When people go to the bank to enquire about taking out a mortgage, they are often surprised to be asked by the bank staff about their personal insurance.
Having the right insurance in place is often essential for obtaining a mortgage from a bank. What’s more – you may also be surprised to discover that this requirement needn’t force you to take out a new policy, as you may already be covered through your employer.
But what does insurance have to do with a mortgage? And how can your employer help you get life insurance? Let’s explore these questions in this article.
Life insurance and mortgages
When banks decide whether to make a loan, they take many factors into account. These factors could include:
- Your credit rating
- Your other borrowings
- The reliability of your income
All of these factors weigh on the odds of you being unable to make a repayment. A bank has no upside beyond you making the payments you are contractually obliged to make. However their downside is significant – if you cannot afford to keep up with repayments, they may incur significant costs to repossess your home to try and recoup the amount they advanced to you.
The reliability of your income is a critical factor. After all, you’re only likely to miss a mortgage payment if your income suddenly dries up.

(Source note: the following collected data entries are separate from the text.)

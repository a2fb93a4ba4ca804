//! Quadtree spatial partitioning structure
//!
//! Divides the XZ plane into hierarchical quadrants for fast
//! bounded-region queries. Each node splits into 4 quadrants once
//! its local object count exceeds a threshold.

/// Axis-aligned rectangle on the XZ plane, carrying the id of the
/// scene object it bounds.
#[derive(Debug, Clone, Copy, PartialEq)]
pub struct Rect {
    /// Minimum x coordinate
    pub x: f32,
    /// Minimum z coordinate
    pub z: f32,
    /// Width along x
    pub w: f32,
    /// Depth along z
    pub h: f32,
    /// Opaque id of the object this rectangle bounds
    pub id: u64,
}

impl Rect {
    /// Create a rectangle from its minimum corner and extents
    pub fn new(x: f32, z: f32, w: f32, h: f32, id: u64) -> Self {
        Self { x, z, w, h, id }
    }

    /// Check whether two rectangles overlap
    pub fn intersects(&self, other: &Rect) -> bool {
        self.x < other.x + other.w
            && self.x + self.w > other.x
            && self.z < other.z + other.h
            && self.z + self.h > other.z
    }
}

/// Configuration for quadtree behavior
#[derive(Debug, Clone, Copy)]
pub struct QuadTreeConfig {
    /// Maximum objects per node before splitting
    pub max_objects: usize,

    /// Maximum subdivision depth
    pub max_levels: u32,
}

impl Default for QuadTreeConfig {
    fn default() -> Self {
        Self {
            max_objects: 10,
            max_levels: 5,
        }
    }
}

/// Single node in the quadtree hierarchy
///
/// An inserted rectangle lives in exactly one node: either a leaf that
/// has not exceeded capacity, or the deepest child whose quadrant fully
/// contains it. Rectangles straddling a quadrant boundary stay in the
/// parent.
#[derive(Debug)]
pub struct QuadTree {
    /// World-space bounds of this node
    bounds: Rect,

    /// Objects stored at this level
    objects: Vec<Rect>,

    /// Child quadrants, empty until this node splits
    ///
    /// Index layout: 0 = top-right, 1 = top-left,
    /// 2 = bottom-left, 3 = bottom-right.
    children: Vec<QuadTree>,

    /// Depth in the tree (0 = root)
    level: u32,

    config: QuadTreeConfig,
}

impl QuadTree {
    /// Create a new quadtree covering `bounds`
    pub fn new(bounds: Rect, config: QuadTreeConfig) -> Self {
        Self::with_level(bounds, config, 0)
    }

    fn with_level(bounds: Rect, config: QuadTreeConfig, level: u32) -> Self {
        Self {
            bounds,
            objects: Vec::new(),
            children: Vec::new(),
            level,
            config,
        }
    }

    /// Check if this node is a leaf (has not split)
    pub fn is_leaf(&self) -> bool {
        self.children.is_empty()
    }

    /// Bounds covered by this node
    pub fn bounds(&self) -> Rect {
        self.bounds
    }

    /// Quadrant index for a rectangle, or -1 if it does not fit
    /// entirely within a single quadrant on both axes.
    fn quadrant_index(&self, rect: &Rect) -> i32 {
        let mid_x = self.bounds.x + self.bounds.w / 2.0;
        let mid_z = self.bounds.z + self.bounds.h / 2.0;

        // "Top" is the half with smaller z, matching screen-space rows.
        let fits_top = rect.z + rect.h < mid_z;
        let fits_bottom = rect.z > mid_z;
        let fits_left = rect.x + rect.w < mid_x;
        let fits_right = rect.x > mid_x;

        if fits_right && fits_top {
            0
        } else if fits_left && fits_top {
            1
        } else if fits_left && fits_bottom {
            2
        } else if fits_right && fits_bottom {
            3
        } else {
            -1
        }
    }

    /// Split this node into 4 equal quadrants and push down every
    /// local object that fits entirely within one of them.
    fn split(&mut self) {
        let half_w = self.bounds.w / 2.0;
        let half_h = self.bounds.h / 2.0;
        let x = self.bounds.x;
        let z = self.bounds.z;
        let next = self.level + 1;

        self.children = vec![
            // 0: top-right
            QuadTree::with_level(Rect::new(x + half_w, z, half_w, half_h, 0), self.config, next),
            // 1: top-left
            QuadTree::with_level(Rect::new(x, z, half_w, half_h, 0), self.config, next),
            // 2: bottom-left
            QuadTree::with_level(Rect::new(x, z + half_h, half_w, half_h, 0), self.config, next),
            // 3: bottom-right
            QuadTree::with_level(
                Rect::new(x + half_w, z + half_h, half_w, half_h, 0),
                self.config,
                next,
            ),
        ];

        // Redistribute local objects; straddlers stay behind.
        let existing = std::mem::take(&mut self.objects);
        for rect in existing {
            match self.quadrant_index(&rect) {
                -1 => self.objects.push(rect),
                idx => self.children[idx as usize].insert(rect),
            }
        }
    }

    /// Insert a rectangle into this node or the matching quadrant child
    pub fn insert(&mut self, rect: Rect) {
        if !self.is_leaf() {
            let idx = self.quadrant_index(&rect);
            if idx != -1 {
                self.children[idx as usize].insert(rect);
                return;
            }
        }

        self.objects.push(rect);

        if self.is_leaf()
            && self.objects.len() > self.config.max_objects
            && self.level < self.config.max_levels
        {
            self.split();
        }
    }

    /// Collect all stored rectangles intersecting `range` into `found`
    ///
    /// Traversal is pre-order: a node's local objects are appended
    /// before any of its children are visited.
    pub fn query(&self, range: &Rect, found: &mut Vec<Rect>) {
        if !self.bounds.intersects(range) {
            return;
        }

        for rect in &self.objects {
            if rect.intersects(range) {
                found.push(*rect);
            }
        }

        for child in &self.children {
            child.query(range, found);
        }
    }

    /// Recursively empty the tree, collapsing it to a single empty leaf
    pub fn clear(&mut self) {
        self.objects.clear();
        for child in &mut self.children {
            child.clear();
        }
        self.children.clear();
    }

    /// Total rectangles stored in this node and all children
    pub fn len(&self) -> usize {
        self.objects.len() + self.children.iter().map(QuadTree::len).sum::<usize>()
    }

    /// Whether the tree holds no rectangles
    pub fn is_empty(&self) -> bool {
        self.len() == 0
    }
}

From a bank’s perspective, one risk is that the borrower passes away during the mortgage term. Without a borrower, there will be no repayments, and the bank will need to wait until the estate of the deceased is settled before they can claim their money back.

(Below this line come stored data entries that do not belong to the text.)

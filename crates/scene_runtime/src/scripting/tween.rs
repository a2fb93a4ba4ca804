//! Property tweens
//!
//! A tween animates one or more transform fields of a scene object
//! toward target values over a fixed duration, sampling an easing
//! curve. Start values are captured when the tween is created, the
//! final frame snaps exactly to the targets, and the completion hook
//! fires exactly once even when the last step lands past the end.

use crate::scene::{ObjectId, Scene};

/// Easing curves selectable by name from scripts
#[derive(Debug, Clone, Copy, PartialEq, Eq, Default)]
pub enum Easing {
    /// Constant-speed interpolation
    #[default]
    Linear,
    /// Quadratic ease-in
    EaseIn,
    /// Quadratic ease-out
    EaseOut,
    /// Quadratic ease-in-out
    EaseInOut,
    /// Overshooting elastic settle
    Elastic,
    /// Decaying bounce toward the target
    Bounce,
}

impl Easing {
    /// Parse a script-facing curve name; unknown names fall back to
    /// linear
    pub fn from_name(name: &str) -> Self {
        match name {
            "ease_in" | "easeIn" => Self::EaseIn,
            "ease_out" | "easeOut" => Self::EaseOut,
            "ease_in_out" | "easeInOut" => Self::EaseInOut,
            "elastic" => Self::Elastic,
            "bounce" => Self::Bounce,
            _ => Self::Linear,
        }
    }

    /// Sample the curve at normalized time `t` in `[0, 1]`
    pub fn sample(self, t: f32) -> f32 {
        let t = t.clamp(0.0, 1.0);
        match self {
            Self::Linear => t,
            Self::EaseIn => t * t,
            Self::EaseOut => t * (2.0 - t),
            Self::EaseInOut => {
                if t < 0.5 {
                    2.0 * t * t
                } else {
                    -1.0 + (4.0 - 2.0 * t) * t
                }
            }
            Self::Elastic => {
                if t == 0.0 || t == 1.0 {
                    t
                } else {
                    let c = (2.0 * std::f32::consts::PI) / 3.0;
                    2.0_f32.powf(-10.0 * t) * ((t * 10.0 - 0.75) * c).sin() + 1.0
                }
            }
            Self::Bounce => {
                let n1 = 7.5625;
                let d1 = 2.75;
                if t < 1.0 / d1 {
                    n1 * t * t
                } else if t < 2.0 / d1 {
                    let t = t - 1.5 / d1;
                    n1 * t * t + 0.75
                } else if t < 2.5 / d1 {
                    let t = t - 2.25 / d1;
                    n1 * t * t + 0.9375
                } else {
                    let t = t - 2.625 / d1;
                    n1 * t * t + 0.984375
                }
            }
        }
    }
}

/// A transform field a tween can animate
#[derive(Debug, Clone, Copy, PartialEq, Eq)]
pub enum TweenProp {
    /// `transform.position.x`
    PosX,
    /// `transform.position.y`
    PosY,
    /// `transform.position.z`
    PosZ,
    /// `transform.rotation.x`
    RotX,
    /// `transform.rotation.y`
    RotY,
    /// `transform.rotation.z`
    RotZ,
    /// `transform.scale.x`
    ScaleX,
    /// `transform.scale.y`
    ScaleY,
    /// `transform.scale.z`
    ScaleZ,
}

impl TweenProp {
    /// Parse a script-facing property name
    pub fn from_name(name: &str) -> Option<Self> {
        match name {
            "x" => Some(Self::PosX),
            "y" => Some(Self::PosY),
            "z" => Some(Self::PosZ),
            "rot_x" => Some(Self::RotX),
            "rot_y" => Some(Self::RotY),
            "rot_z" => Some(Self::RotZ),
            "scale_x" => Some(Self::ScaleX),
            "scale_y" => Some(Self::ScaleY),
            "scale_z" => Some(Self::ScaleZ),
            _ => None,
        }
    }

    fn get(self, scene: &Scene, id: ObjectId) -> Option<f32> {
        let t = &scene.get(id)?.transform;
        Some(match self {
            Self::PosX => t.position.x,
            Self::PosY => t.position.y,
            Self::PosZ => t.position.z,
            Self::RotX => t.rotation.x,
            Self::RotY => t.rotation.y,
            Self::RotZ => t.rotation.z,
            Self::ScaleX => t.scale.x,
            Self::ScaleY => t.scale.y,
            Self::ScaleZ => t.scale.z,
        })
    }

    fn set(self, scene: &mut Scene, id: ObjectId, value: f32) {
        if let Some(object) = scene.get_mut(id) {
            let t = &mut object.transform;
            match self {
                Self::PosX => t.position.x = value,
                Self::PosY => t.position.y = value,
                Self::PosZ => t.position.z = value,
                Self::RotX => t.rotation.x = value,
                Self::RotY => t.rotation.y = value,
                Self::RotZ => t.rotation.z = value,
                Self::ScaleX => t.scale.x = value,
                Self::ScaleY => t.scale.y = value,
                Self::ScaleZ => t.scale.z = value,
            }
        }
    }
}

struct TweenTrack {
    prop: TweenProp,
    start: f32,
    end: f32,
}

/// An in-flight animation of one object's transform
pub struct Tween {
    target: ObjectId,
    tracks: Vec<TweenTrack>,
    duration: f32,
    elapsed: f32,
    easing: Easing,
    active: bool,
    completed: bool,
    /// Event pushed onto the bus at completion (script-created tweens)
    pub completion_event: Option<String>,
    on_complete: Option<Box<dyn FnOnce()>>,
}

impl Tween {
    /// Build a tween toward `targets`, capturing current values as the
    /// start of each track. Returns `None` if the object is gone.
    pub fn new(
        scene: &Scene,
        target: ObjectId,
        targets: &[(TweenProp, f32)],
        duration: f32,
        easing: Easing,
    ) -> Option<Self> {
        let tracks = targets
            .iter()
            .map(|&(prop, end)| {
                prop.get(scene, target).map(|start| TweenTrack { prop, start, end })
            })
            .collect::<Option<Vec<_>>>()?;
        Some(Self {
            target,
            tracks,
            duration: duration.max(f32::EPSILON),
            elapsed: 0.0,
            easing,
            active: true,
            completed: false,
            completion_event: None,
            on_complete: None,
        })
    }

    /// Install a host-side completion callback
    pub fn with_on_complete(mut self, callback: impl FnOnce() + 'static) -> Self {
        self.on_complete = Some(Box::new(callback));
        self
    }

    /// Install a completion event name
    pub fn with_completion_event(mut self, event: impl Into<String>) -> Self {
        self.completion_event = Some(event.into());
        self
    }

    /// The object being animated
    pub fn target(&self) -> ObjectId {
        self.target
    }

    /// Whether the tween has reached its targets
    pub fn is_completed(&self) -> bool {
        self.completed
    }

    /// Pause without losing progress
    pub fn stop(&mut self) {
        self.active = false;
    }

    /// Resume a paused tween
    pub fn resume(&mut self) {
        self.active = true;
    }

    /// Rewind to the captured start values
    pub fn reset(&mut self) {
        self.elapsed = 0.0;
        self.completed = false;
    }

    /// Advance by `dt`, writing interpolated values into the scene.
    ///
    /// Returns `true` on the step that completes the tween; the
    /// completion hook is consumed so later calls cannot re-fire it.
    /// A tween whose target was deleted completes silently.
    pub fn update(&mut self, scene: &mut Scene, dt: f32) -> bool {
        if !self.active || self.completed {
            return false;
        }
        if !scene.contains(self.target) {
            self.completed = true;
            self.on_complete = None;
            return false;
        }

        self.elapsed += dt;
        let t = (self.elapsed / self.duration).min(1.0);
        let eased = self.easing.sample(t);
        for track in &self.tracks {
            let value = if t >= 1.0 {
                track.end
            } else {
                track.start + (track.end - track.start) * eased
            };
            track.prop.set(scene, self.target, value);
        }

        if t >= 1.0 {
            self.completed = true;
            if let Some(callback) = self.on_complete.take() {
                callback();
            }
            return true;
        }
        false
    }
}

#[cfg(test)]
mod tests {
    use super::*;
    use crate::scene::GameObject;
    use std::cell::Cell;
    use std::rc::Rc;

    fn scene_with_object() -> (Scene, ObjectId) {
        let mut scene = Scene::new();
        let id = scene.add_object(GameObject::new("cube"));
        (scene, id)
    }

    #[test]
    fn easing_endpoints_are_exact() {
        for easing in [
            Easing::Linear,
            Easing::EaseIn,
            Easing::EaseOut,
            Easing::EaseInOut,
            Easing::Elastic,
            Easing::Bounce,
        ] {
            assert!((easing.sample(0.0)).abs() < 1e-6, "{easing:?} at 0");
            assert!((easing.sample(1.0) - 1.0).abs() < 1e-6, "{easing:?} at 1");
        }
    }

    #[test]
    fn completes_exactly_once_across_uneven_steps() {
        let (mut scene, id) = scene_with_object();
        let fired = Rc::new(Cell::new(0u32));
        let counter = Rc::clone(&fired);
        let mut tween = Tween::new(&scene, id, &[(TweenProp::PosY, 10.0)], 1.0, Easing::Linear)
            .unwrap()
            .with_on_complete(move || counter.set(counter.get() + 1));

        // 1.0s of animation delivered as 0.4 + 0.7 (overshoots the end).
        assert!(!tween.update(&mut scene, 0.4));
        assert!(tween.update(&mut scene, 0.7));
        assert!(!tween.update(&mut scene, 0.1));

        assert_eq!(fired.get(), 1);
        assert_eq!(scene.get(id).unwrap().transform.position.y, 10.0);
    }

    #[test]
    fn stop_and_resume_preserve_progress() {
        let (mut scene, id) = scene_with_object();
        let mut tween =
            Tween::new(&scene, id, &[(TweenProp::PosX, 8.0)], 1.0, Easing::Linear).unwrap();

        tween.update(&mut scene, 0.5);
        let mid = scene.get(id).unwrap().transform.position.x;
        assert!((mid - 4.0).abs() < 1e-5);

        tween.stop();
        tween.update(&mut scene, 10.0);
        assert_eq!(scene.get(id).unwrap().transform.position.x, mid);

        tween.resume();
        assert!(tween.update(&mut scene, 0.5));
        assert_eq!(scene.get(id).unwrap().transform.position.x, 8.0);
    }

    #[test]
    fn reset_restarts_from_captured_values() {
        let (mut scene, id) = scene_with_object();
        let mut tween =
            Tween::new(&scene, id, &[(TweenProp::PosZ, 4.0)], 1.0, Easing::Linear).unwrap();
        tween.update(&mut scene, 1.0);
        assert!(tween.is_completed());

        tween.reset();
        assert!(!tween.is_completed());
        tween.update(&mut scene, 0.5);
        assert!((scene.get(id).unwrap().transform.position.z - 2.0).abs() < 1e-5);
    }

    #[test]
    fn deleted_target_completes_silently() {
        let (mut scene, id) = scene_with_object();
        let mut tween =
            Tween::new(&scene, id, &[(TweenProp::PosY, 1.0)], 1.0, Easing::Linear).unwrap();
        scene.remove_object(id);
        assert!(!tween.update(&mut scene, 0.5));
        assert!(tween.is_completed());
    }
}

In the event that the value of the property has reduced since the loan was made, the personal estate of the deceased may be insufficient to fully cover the loan plus interest. This is known as negative equity.
This is why banks ask customers to take out life insurance. This will increase the likelihood of quick and full payment if a borrower were to die. This reduces the risk to the bank, and this can be passed on in the form of cheaper mortgage rates.
Workplace Life Insurance
Fortunately, many employees already have an entitlement to life cover through their employer. Although not mandatory (and therefore not universal), many employers offer a ‘death in service’ benefit to employees.
This is usually described in your employment contract, and then never mentioned ever again, so any long standing employees tend to forget that they even have this cover.
Death in service benefits is usually calculated as a value which is a multiple of your gross wage. For example, it may pay 2.5 x your gross salary.
These are not the most generous life insurance policies in the world – often their benefits are less than £100,000. (Whereas people taking out life cover often choose policies for many times this amount).
However, speak to your bank, as this may be sufficient for their needs. Death benefit policies only apply while you remain an employee, therefore the bank may be uncomfortable that the insurance policy would become null and void if you were to voluntarily leave work or become redundant.